Я продолжал делать вид, будто размышляю над его планом… Пока его не было, я рылся в его вещах… и нашел записную книжку. Не удержался, полистал. В ней он записывал примерные наброски своих дел (купить: рейки для рамок, ватные палочки для ушей, напомнить сестре про горчичники, спросить, как ребро у отца и т. д. и т. п.). Там же были планы, адреса, телефоны, названия инстанций, куда он ходил по поводу всяких лизингов и прочего, и паутинные тезисы к тем разговорам, что у нас состоялись незадолго
Прочитав это, я понял, что дядя мой человек меркантильный и сугубо прагматичный, к искусству отношения не имеющий, — сколько бы ни старался развешивать картины на гвоздиках, сколько бы ни восхищался Фассбиндером, Шиле, Набоковым, у него есть и всегда будет в шкафчике вот эта записная книжечка, которая не позволит, никогда не позволит стать ему художником.

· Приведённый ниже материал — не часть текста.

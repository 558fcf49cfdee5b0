//! Conversation Messages
//!
//! Standard message format used across the agent system.

use chrono::{DateTime, Utc};
use serde::{Deserialize, Serialize};

use crate::tool::ToolCall;

/// Role of a message sender
#[derive(Clone, Copy, Debug, PartialEq, Eq, Serialize, Deserialize)]
#[serde(rename_all = "snake_case")]
pub enum Role {
    /// System prompt/instructions
    System,
    /// User input
    User,
    /// Assistant (LLM) response
    Assistant,
    /// Outcome of one pending tool invocation
    ToolResult,
}

impl std::fmt::Display for Role {
    fn fmt(&self, f: &mut std::fmt::Formatter<'_>) -> std::fmt::Result {
        match self {
            Role::System => write!(f, "system"),
            Role::User => write!(f, "user"),
            Role::Assistant => write!(f, "assistant"),
            Role::ToolResult => write!(f, "tool_result"),
        }
    }
}

/// A single message in a conversation
#[derive(Clone, Debug, Serialize, Deserialize)]
pub struct Message {
    /// Message role
    pub role: Role,

    /// Text content (absent for assistant turns that only request tools)
    #[serde(default, skip_serializing_if = "Option::is_none")]
    pub content: Option<String>,

    /// Pending tool invocations (assistant turns only)
    #[serde(default, skip_serializing_if = "Vec::is_empty")]
    pub tool_calls: Vec<ToolCall>,

    /// Call this message answers (tool_result turns only)
    #[serde(default, skip_serializing_if = "Option::is_none")]
    pub tool_call_id: Option<String>,

    /// Tool name for tool_result turns
    #[serde(default, skip_serializing_if = "Option::is_none")]
    pub name: Option<String>,

    /// Timestamp
    #[serde(default = "Utc::now")]
    pub timestamp: DateTime<Utc>,
}

impl Message {
    fn new(role: Role, content: Option<String>) -> Self {
        Self {
            role,
            content,
            tool_calls: Vec::new(),
            tool_call_id: None,
            name: None,
            timestamp: Utc::now(),
        }
    }

    /// Create a system message
    pub fn system(content: impl Into<String>) -> Self {
        Self::new(Role::System, Some(content.into()))
    }

    /// Create a user message
    pub fn user(content: impl Into<String>) -> Self {
        Self::new(Role::User, Some(content.into()))
    }

    /// Create a final assistant message
    pub fn assistant(content: impl Into<String>) -> Self {
        Self::new(Role::Assistant, Some(content.into()))
    }

    /// Create an assistant message that requests tools
    pub fn assistant_with_calls(content: Option<String>, tool_calls: Vec<ToolCall>) -> Self {
        let content = content.filter(|c| !c.trim().is_empty());
        let mut msg = Self::new(Role::Assistant, content);
        msg.tool_calls = tool_calls;
        msg
    }

    /// Create a tool result message answering `call_id`
    pub fn tool_result(
        call_id: impl Into<String>,
        tool_name: impl Into<String>,
        content: impl Into<String>,
    ) -> Self {
        let mut msg = Self::new(Role::ToolResult, Some(content.into()));
        msg.tool_call_id = Some(call_id.into());
        msg.name = Some(tool_name.into());
        msg
    }

    /// Text content, empty when absent
    pub fn text(&self) -> &str {
        self.content.as_deref().unwrap_or("")
    }

    /// Whether this assistant turn still waits on tools
    pub fn has_tool_calls(&self) -> bool {
        !self.tool_calls.is_empty()
    }
}

/// Working copy of a thread's messages for one loop execution.
///
/// Tracks which messages came from the store so the loop can hand back
/// only the appended delta.
#[derive(Clone, Debug, Default)]
pub struct Conversation {
    messages: Vec<Message>,
    saved: usize,
}

impl Conversation {
    pub fn new() -> Self {
        Self::default()
    }

    /// Start from previously persisted history.
    ///
    /// A stored thread can end mid tool round (torn file, interrupted
    /// process). Every call left without a result gets an error result right
    /// after its assistant turn, and results answering no open call are
    /// dropped, so the working copy always satisfies call/result pairing. The
    /// repair is not persisted; it is recomputed identically on every load.
    pub fn resume(history: Vec<Message>) -> Self {
        let mut messages = Vec::with_capacity(history.len());
        let mut open: Vec<ToolCall> = Vec::new();
        let mut repaired = 0;

        for message in history {
            if message.role == Role::ToolResult {
                let matched = message
                    .tool_call_id
                    .as_ref()
                    .and_then(|id| open.iter().position(|call| &call.id == id));
                match matched {
                    Some(idx) => {
                        open.remove(idx);
                        messages.push(message);
                    }
                    None => {
                        tracing::warn!(call_id = ?message.tool_call_id, "Dropping tool result with no open call");
                        repaired += 1;
                    }
                }
                continue;
            }

            repaired += close_interrupted(&mut messages, &mut open);
            if message.role == Role::Assistant {
                open.extend(message.tool_calls.iter().cloned());
            }
            messages.push(message);
        }
        repaired += close_interrupted(&mut messages, &mut open);

        if repaired > 0 {
            tracing::warn!(repaired, "Repaired unpaired tool calls in stored history");
        }

        let saved = messages.len();
        Self { messages, saved }
    }

    /// Add a message
    pub fn push(&mut self, message: Message) {
        self.messages.push(message);
    }

    /// Get all messages
    pub fn messages(&self) -> &[Message] {
        &self.messages
    }

    /// Get the last message
    pub fn last(&self) -> Option<&Message> {
        self.messages.last()
    }

    /// Content of the most recent user message
    pub fn last_user_text(&self) -> &str {
        self.messages
            .iter()
            .rev()
            .find(|m| m.role == Role::User)
            .map(Message::text)
            .unwrap_or("")
    }

    /// Messages appended since the last checkpoint
    pub fn unsaved(&self) -> &[Message] {
        &self.messages[self.saved..]
    }

    /// Mark everything so far as persisted
    pub fn checkpoint(&mut self) {
        self.saved = self.messages.len();
    }

    /// Drop unsaved messages beyond `len`
    pub fn rollback_to(&mut self, len: usize) {
        self.messages.truncate(len.max(self.saved));
    }

    /// Number of messages
    pub fn len(&self) -> usize {
        self.messages.len()
    }

    /// Check if empty
    pub fn is_empty(&self) -> bool {
        self.messages.is_empty()
    }
}

/// Error results for calls that never got one
fn close_interrupted(messages: &mut Vec<Message>, open: &mut Vec<ToolCall>) -> usize {
    let count = open.len();
    for call in open.drain(..) {
        messages.push(Message::tool_result(
            call.id,
            call.name,
            "Error: the tool call was interrupted before it returned a result.",
        ));
    }
    count
}

#[cfg(test)]
mod tests {
    use super::*;

    #[test]
    fn test_message_creation() {
        let msg = Message::user("Hello");
        assert_eq!(msg.role, Role::User);
        assert_eq!(msg.text(), "Hello");
    }

    #[test]
    fn test_role_serializes_snake_case() {
        let msg = Message::tool_result("call-1", "datetime", "Monday");
        let json = serde_json::to_value(&msg).unwrap();
        assert_eq!(json["role"], "tool_result");
        assert_eq!(json["tool_call_id"], "call-1");
    }

    #[test]
    fn test_blank_assistant_content_is_dropped() {
        let msg = Message::assistant_with_calls(Some("  ".into()), vec![ToolCall::new("datetime")]);
        assert!(msg.content.is_none());
        assert!(msg.has_tool_calls());
    }

    #[test]
    fn test_unsaved_delta() {
        let mut conv = Conversation::resume(vec![Message::system("You are helpful."), Message::user("Hi")]);
        assert!(conv.unsaved().is_empty());

        conv.push(Message::user("Again"));
        conv.push(Message::assistant("Hello!"));
        assert_eq!(conv.unsaved().len(), 2);

        conv.checkpoint();
        assert!(conv.unsaved().is_empty());
        assert_eq!(conv.len(), 4);
    }

    #[test]
    fn test_resume_closes_interrupted_calls() {
        let first = ToolCall::new("datetime");
        let second = ToolCall::new("calculate");
        let trailing = ToolCall::new("calculate");
        let conv = Conversation::resume(vec![
            Message::user("Hi"),
            Message::assistant_with_calls(None, vec![first.clone(), second.clone()]),
            Message::tool_result(&first.id, "datetime", "now"),
            Message::tool_result("call-nobody-made", "datetime", "stray"),
            Message::assistant("It is now."),
            Message::user("And 2+2?"),
            Message::assistant_with_calls(None, vec![trailing.clone()]),
        ]);

        let messages = conv.messages();
        assert_eq!(messages.len(), 8);
        assert_eq!(messages[2].tool_call_id.as_deref(), Some(first.id.as_str()));
        assert_eq!(messages[3].tool_call_id.as_deref(), Some(second.id.as_str()));
        assert!(messages[3].text().starts_with("Error:"));
        assert_eq!(messages[4].text(), "It is now.");
        assert_eq!(messages[7].role, Role::ToolResult);
        assert_eq!(messages[7].tool_call_id.as_deref(), Some(trailing.id.as_str()));
        assert!(conv.unsaved().is_empty());
    }

    #[test]
    fn test_resume_keeps_paired_history_untouched() {
        let call = ToolCall::new("datetime");
        let history = vec![
            Message::user("Hi"),
            Message::assistant_with_calls(None, vec![call.clone()]),
            Message::tool_result(&call.id, "datetime", "now"),
            Message::assistant("It is now."),
        ];
        let conv = Conversation::resume(history.clone());
        assert_eq!(conv.len(), history.len());
    }

    #[test]
    fn test_rollback_keeps_persisted_prefix() {
        let mut conv = Conversation::resume(vec![Message::user("Hi")]);
        conv.push(Message::assistant_with_calls(None, vec![ToolCall::new("datetime")]));
        conv.rollback_to(0);
        assert_eq!(conv.len(), 1);
    }
}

Когда я был маленьким и залезал к нему в комнату, рылся в его тетрадях, книгах и кассетах, я находил у него маленькие карточки, на которых он по-английски писал примерно такие же наброски к его беседам с девушками. Помню там было написано так:
Sveta: mention Franky Goes To Hollywood
Tania: mind gloves! [22]
Те записки на меня производили волнующее впечатление; едва догадываясь, какой смысл он вкладывал в те слова, я восхищался его подходом; представлял этих девушек (портрет одной из них был на стене), фантазировал, как он встречается с ними, ведет беседы, как стоит, как открывает двери, пропуская вперед, как подает руку, что говорит; я тоже пытался подражать, рисовать я не умел, так хотя бы записки; у меня ничего не выходило, записные книжки не приживались, на картонках писать я не умел, почерк у меня был не бисерный и аккуратный, как у него, а кривой, крупный, да и вообще…
22
Света: упомянуть Franky Goes То Hollywood (название поп- группы). Таня: предусмотрительно снять перчатки! (англ.)

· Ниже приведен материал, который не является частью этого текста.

#[cfg(test)]
mod tests {
    use super::*;
    use crate::paged_store::DEFAULT_BLOCK_BYTES;

    fn open_tmp() -> (tempfile::TempDir, PagedStore) {
        let dir = tempfile::tempdir().unwrap();
        let path = dir.path().join("t.db");
        let store = PagedStore::open(&path, PagedStoreOptions::default()).unwrap();
        (dir, store)
    }

    #[test]
    fn simple_write_read() {
        let (_dir, store) = open_tmp();
        let off = store.write(b"hello").unwrap();
        assert_eq!(off, 512);
        assert_eq!(&store.read(off).unwrap()[..], b"hello");
        assert_eq!(store.count(), 1);
        assert_eq!(store.bytes(), 5);
    }

    #[test]
    fn overflow_chain() {
        let (_dir, store) = open_tmp();
        let payload = vec![0u8; 2000];
        let off = store.write(&payload).unwrap();
        let read_back = store.read(off).unwrap();
        assert_eq!(read_back.len(), 2000);

        let inner = store.inner.lock();
        let chain = PagedStore::walk_chain(&inner, off as u64).unwrap();
        assert_eq!(chain.len(), (2000u64).div_ceil(DEFAULT_BLOCK_BYTES as u64) as usize);
        assert_eq!(chain[0].1.next_offset, off + 512);
        assert!(!chain.last().unwrap().1.has_overflow);
    }

    #[test]
    fn free_list_reuse_is_lifo() {
        let (_dir, store) = open_tmp();
        let a = store.write(b"A").unwrap();
        let _b = store.write(b"B").unwrap();
        store.delete(a).unwrap();
        let c = store.write(b"C").unwrap();
        assert_eq!(c, a);
        assert_eq!(store.count(), 2);
        assert_eq!(store.bytes(), 2);
    }

    #[test]
    fn write_at_grows_and_shrinks() {
        let (_dir, store) = open_tmp();
        let off = store.write(b"short").unwrap();
        store.write_at(off, &vec![7u8; 2000]).unwrap();
        assert_eq!(store.read(off).unwrap().len(), 2000);

        store.write_at(off, b"tiny").unwrap();
        assert_eq!(&store.read(off).unwrap()[..], b"tiny");
        assert_eq!(off, store.write_at(off, b"tiny").map(|_| off).unwrap());
    }

    #[test]
    fn delete_then_read_is_invalid_offset() {
        let (_dir, store) = open_tmp();
        let off = store.write(b"gone").unwrap();
        store.delete(off).unwrap();
        assert!(matches!(store.read(off), Err(Error::InvalidOffset(_))));
    }

    #[test]
    fn write_at_new_restores_deleted_offset() {
        let (_dir, store) = open_tmp();
        let off = store.write(b"original").unwrap();
        store.delete(off).unwrap();
        store.write_at_new(off, b"original").unwrap();
        assert_eq!(&store.read(off).unwrap()[..], b"original");
        assert_eq!(store.count(), 1);
    }

    #[test]
    fn reopen_preserves_header_state() {
        let dir = tempfile::tempdir().unwrap();
        let path = dir.path().join("t.db");
        let off;
        {
            let store = PagedStore::open(&path, PagedStoreOptions::default()).unwrap();
            off = store.write(b"persisted").unwrap();
            store.close().unwrap();
        }
        let store = PagedStore::open(&path, PagedStoreOptions::default()).unwrap();
        assert_eq!(&store.read(off).unwrap()[..], b"persisted");
        assert_eq!(store.count(), 1);
    }

    #[test]
    fn direct_io_rejects_misaligned_block_size() {
        let dir = tempfile::tempdir().unwrap();
        let path = dir.path().join("t.db");
        let options = PagedStoreOptions {
            block_bytes: 500, // 500 + 16 = 516, not a multiple of 512
            io_type: IoType::Direct,
            ..PagedStoreOptions::default()
        };
        let result = PagedStore::open(&path, options);
        assert!(matches!(result, Err(Error::Unsupported(_))));
    }

    #[test]
    #[cfg(target_os = "linux")]
    fn direct_io_write_read_roundtrip() {
        let dir = tempfile::tempdir().unwrap();
        let path = dir.path().join("t.db");
        // default block size (512) is already a multiple of DEFAULT_ALIGNMENT (512).
        let options = PagedStoreOptions {
            io_type: IoType::Direct,
            ..PagedStoreOptions::default()
        };
        let store = PagedStore::open(&path, options).unwrap();
        let off = store.write(b"o_direct payload").unwrap();
        assert_eq!(&store.read(off).unwrap()[..], b"o_direct payload");
        store.delete(off).unwrap();
        store.write_at_new(off, b"o_direct payload").unwrap();
        assert_eq!(&store.read(off).unwrap()[..], b"o_direct payload");
    }
}
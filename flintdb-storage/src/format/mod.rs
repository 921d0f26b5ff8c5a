//! Common traits for file formats in FlintDB.
//!
//! Both the paged store's file header and the WAL's file header implement
//! these so that open-time validation (magic, version, size) reads the
//! same way in both places.

use flintdb_core::{Error, Result};
use std::path::Path;

/// Core trait for all file formats with headers.
pub trait FileFormat: Sized {
    /// Magic bytes identifying this file type.
    const MAGIC: &'static [u8];

    /// Human-readable name for error messages.
    const FORMAT_NAME: &'static str;

    /// Current version of this format.
    const CURRENT_VERSION: u16;

    /// Minimum supported version for reading.
    const MIN_SUPPORTED_VERSION: u16;
}

/// Header operations for file formats.
pub trait FileHeader: FileFormat {
    /// Size of the header in bytes.
    const HEADER_SIZE: usize;

    /// Encodes the header to bytes (exactly `HEADER_SIZE` long).
    fn encode(&self) -> Vec<u8>;

    /// Decodes a header from bytes.
    fn decode(data: &[u8]) -> Result<Self>;

    /// Validates header integrity and version.
    fn validate(&self) -> Result<()>;

    /// Gets the magic bytes from this header.
    fn magic(&self) -> &[u8];

    /// Gets the version number.
    fn version(&self) -> u16;

    /// Checks if version is supported.
    fn is_version_supported(&self) -> bool {
        self.version() >= Self::MIN_SUPPORTED_VERSION && self.version() <= Self::CURRENT_VERSION
    }
}

/// File validation operations.
pub trait ValidateFile: FileHeader {
    /// Quickly validates a file header without reading the entire file.
    fn validate_file_header(path: &Path) -> Result<()> {
        use std::fs::File;
        use std::io::Read;

        let mut file = File::open(path)?;
        let mut header_bytes = vec![0u8; Self::HEADER_SIZE];
        file.read_exact(&mut header_bytes)?;

        let header = Self::decode(&header_bytes)?;
        header.validate()?;

        Ok(())
    }

    /// Gets the file type from a path's magic bytes (for error messages).
    fn identify_file(path: &Path) -> Result<String> {
        use std::fs::File;
        use std::io::Read;

        let mut file = File::open(path)?;
        let mut magic = vec![0u8; Self::MAGIC.len()];
        file.read_exact(&mut magic)?;

        if magic == Self::MAGIC {
            Ok(Self::FORMAT_NAME.to_string())
        } else {
            Err(Error::InvalidHeader(format!(
                "not a {} file (wrong magic bytes)",
                Self::FORMAT_NAME
            )))
        }
    }
}

/// File creation/identification metadata.
pub trait FileMetadata {
    /// Human-readable creation time, if the format tracks one.
    fn created_at(&self) -> Option<u64> {
        None
    }
}
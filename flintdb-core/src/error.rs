use std::io;

/// The closed set of errors the storage substrate can return.
///
/// Every variant carries enough context to identify the failing component
/// and, where relevant, the offset involved. Propagation is the only
/// policy: callers decide whether to retry, surface to the user, or abort.
#[derive(thiserror::Error, Debug)]
pub enum Error {
    /// Raw filesystem failure. The caller decides whether to retry.
    #[error("i/o error: {0}")]
    Io(#[from] io::Error),

    /// `offset` does not point to a live record head.
    #[error("invalid offset: {0}")]
    InvalidOffset(i64),

    /// A file header's magic, version, or size did not match expectations.
    #[error("invalid header: {0}")]
    InvalidHeader(String),

    /// An allocation failed.
    #[error("out of memory")]
    OutOfMemory,

    /// An internal invariant was violated while traversing an on-disk
    /// structure (a broken block chain, an impossible flag combination).
    #[error("corrupt: {0}")]
    Corrupt(String),

    /// An operation was issued against a closed or unknown transaction.
    #[error("invalid transaction: {0}")]
    InvalidTransaction(i64),

    /// The requested feature isn't available for this store (e.g. mmap on
    /// a Direct-I/O store).
    #[error("unsupported: {0}")]
    Unsupported(String),

    /// A write was attempted against a store opened read-only.
    #[error("store is read-only")]
    ReadOnly,
}

pub type Result<T> = std::result::Result<T, Error>;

Мы продолжали жить в гордой конспирации: он рисовал свои картины, я сочинял свою легенду. Во избежание подслушивания дядя задраил щели в окнах, законопатил вентиляцию и даже завесил бы окно, если бы это не считалось в Дании признаком очень дурным; каким-то образом ему удалось сделать так, что в студию перестали проникать приятные нежные звуки, только грубые прорывались и тиранили мой мир, рвали на клочья мою Копенгагу. Мою душу охватывала глухота, симфония переставала струиться. Поэтому когда мы возвращались с прогулки, я, сжимаясь, тянул с возвращением, находил разные уловки, уговаривал его пройтись по парку, свернуть в обсаженную тусклыми фонарями аллею, покурить на пристани, предлагал послушать всплески воды, поскрипывание снастей и весел, посидеть в пустом кафе на набережной с бокалом Irish coffee… Я был согласен говорить о чем угодно — о Триере, Линче, Фассбиндере и даже о литературе; просил его не торопиться в студию, мне хотелось сделать пару рейдов по грязным улицам, где шатались узкозадые педики в кожаных куртках с меховыми воротниками, они игриво поводили плечами, громко спорили, ходили парами, мелькали блестками на сапогах и помахивали красными или оранжевыми перчатками, тоже отороченными мехом… Я хотел оставаться на улице как можно дольше; я хотел быть там, где продавались наркотики и перебранивались сиплыми голосами проститутки, там, где в воздухе витала шмаль, и брызги из-под колес автомобилей летели во все стороны, там, где на ходу могли ошарашить скороговоркой: кокаин?., фетамин?.. героин?.. Но он торопился в комнатку.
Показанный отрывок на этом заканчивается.